Man kann besser schützen, was man kennt: die DGfM bündelt das Wissen über Pilze und setzt es für den Schutz der Arten und den Erhalt ihrer Lebensräume ein.
 

Umwelt- und Naturschutz

Die DGfM vertritt als nicht-staatliche Organisation den Umwelt- und Naturschutz hinsichtlich der Pilze und ihrer Lebensräume. Sie berät Behörden und andere Organisationen, und pflegt und erweitert dieses spezifische Wissen. Die DGfM engagiert sich für die Berücksichtigung der Funga in Vorschriften des europäischen, Bundes- und Landesrechts wie z.B. die FFH-Richtlinie, für das fachgerechte Monitoring von Pilz-Biodiversität, und für den Erhalt und die Entwicklung von naturnahen Wäldern, Magerwiesen und anderen für Pilze bedeutenden Lebensräumen.

Forschung

Die DGfM ist der Erforschung der Pilze in ihren vielfältigen Aspekten verpflichtet.

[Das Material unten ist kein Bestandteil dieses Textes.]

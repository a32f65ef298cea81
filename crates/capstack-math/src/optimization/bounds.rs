//! Box constraints.

use crate::error::{MathError, MathResult};

/// Closed interval `[lower, upper]` on a single variable.
///
/// Either end may be infinite.
///
/// # Example
///
/// ```rust
/// use capstack_math::optimization::Bounds;
///
/// let b = Bounds::non_negative();
/// assert_eq!(b.clamp(-3.0), 0.0);
/// assert_eq!(b.clamp(7.5), 7.5);
/// ```
#[derive(Debug, Clone, Copy, PartialEq)]
pub struct Bounds {
    /// Lower bound.
    pub lower: f64,
    /// Upper bound.
    pub upper: f64,
}

impl Bounds {
    /// Creates a bound, rejecting NaN ends and `lower > upper`.
    pub fn new(lower: f64, upper: f64) -> MathResult<Self> {
        if lower.is_nan() || upper.is_nan() || lower > upper {
            return Err(MathError::InvalidBounds { lower, upper });
        }
        Ok(Self { lower, upper })
    }

    /// The whole real line.
    #[must_use]
    pub const fn unbounded() -> Self {
        Self {
            lower: f64::NEG_INFINITY,
            upper: f64::INFINITY,
        }
    }

    /// `[0, +inf)`.
    #[must_use]
    pub const fn non_negative() -> Self {
        Self {
            lower: 0.0,
            upper: f64::INFINITY,
        }
    }

    /// Projects `x` onto the interval.
    pub fn clamp(&self, x: f64) -> f64 {
        x.max(self.lower).min(self.upper)
    }

    /// Returns true if `x` lies inside the interval.
    pub fn contains(&self, x: f64) -> bool {
        x >= self.lower && x <= self.upper
    }
}

impl Default for Bounds {
    fn default() -> Self {
        Self::unbounded()
    }
}

/// Projects every coordinate of `x` onto its bound.
pub(crate) fn project(x: &mut [f64], bounds: &[Bounds]) {
    for (xi, b) in x.iter_mut().zip(bounds) {
        *xi = b.clamp(*xi);
    }
}
//! Optimize command implementation.
//!
//! Optimizes the allocation across a chosen subset of tranches.

use anyhow::Result;
use clap::Args;

use crate::cli::OutputFormat;
use crate::commands::InputArgs;
use crate::output::print_report;

/// Arguments for the optimize command.
#[derive(Args, Debug)]
pub struct OptimizeArgs {
    #[command(flatten)]
    pub input: InputArgs,

    /// Tranches to allocate, comma separated, in output order
    #[arg(short, long, value_delimiter = ',', required = true)]
    pub types: Vec<String>,
}

/// Execute the optimize command.
pub fn execute(args: OptimizeArgs, format: OutputFormat, quiet: bool) -> Result<()> {
    let model = args.input.load()?;
    let types: Vec<&str> = args.types.iter().map(|t| t.trim()).collect();
    let report = model.optimize_report(&types)?;
    print_report("Optimized Allocation", &report, format, quiet)
}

Dabei geht es vor allem um Umwelt- und Naturschutzbiologie, Ökologie, Systematik, Evolutionsbiologie, Molekularbiologie, Naturstoffchemie und Biotechnologie.

Kartierung

Die DGfM koordiniert die bundesweite Pilzkartierung, begleitet Kartierungsprojekte und stellt die Ergebnisse der Allgemeinheit zur Verfügung. Darüber hinaus bietet die DGfM eine fachliche Betreuung von Werkzeugen zur Pilzkartierung an und verwaltet die Daten. Die gewonnenen Informationen fließen in die Roten Listen der Bundesländer und Deutschlands ein.

Umweltbildung

Die DGfM weckt das Interesse für die Natur, die natürlichen Kreisläufe und die Rolle der Pilze. Sie unterstützt die Erstellung von Lehrplänen und Lehrmaterialien über Pilze, dient der Presse als kompetenter Ansprechpartner und ist im Internet und in sozialen Medien präsent. Sie betreibt Öffentlichkeitsarbeit mittels Postern, Vorträgen, „Pilzwanderungen“, Beteiligung am „Tag der Artenvielfalt“ und der Auswahl und Bekanntgabe des „Pilz des Jahres“. Die DGfM macht auf das vielfältige Potential von Pilzen und Pilzerzeugnissen für eine nachhaltige Entwicklung aufmerksam, von der gesunden Ernährung über umweltfreundliche Materialien bis zum Einsatz in Medizin und Biotechnologie. Damit stärkt sie das allgemeine Bewusstsein für die Wichtigkeit dieser Organismen.

Vernetzung

Die DGfM fördert die Zusammenarbeit von allen Akteurinnen und Akteuren, die sich mit Pilzen beschäftigen. In ihr finden universitäre und außeruniversitäre Mykologen, Freizeitforscher, Pilzfreunde, Umwelt- und Naturschützer, andere pilzinteressierte Personen und Organisationen einen Ort des Austausches. Die DGfM unterstützt mykologische Arbeitsgruppen und Vereine, und die Zusammenarbeit mit in- und ausländischen Vereinigungen gleicher Zielsetzung. Dies geschieht durch regelmäßige Tagungen, durch die Herausgabe der „Zeitschrift für Mykologie“ und ihrem vereinsbezogenen Publikationsorgan „DGfM-Mitteilungen“, sowie durch die internationale wissenschaftliche Zeitschrift „Mycological Progress“. Die DGfM führt ein Archiv der eigenen Publikationen.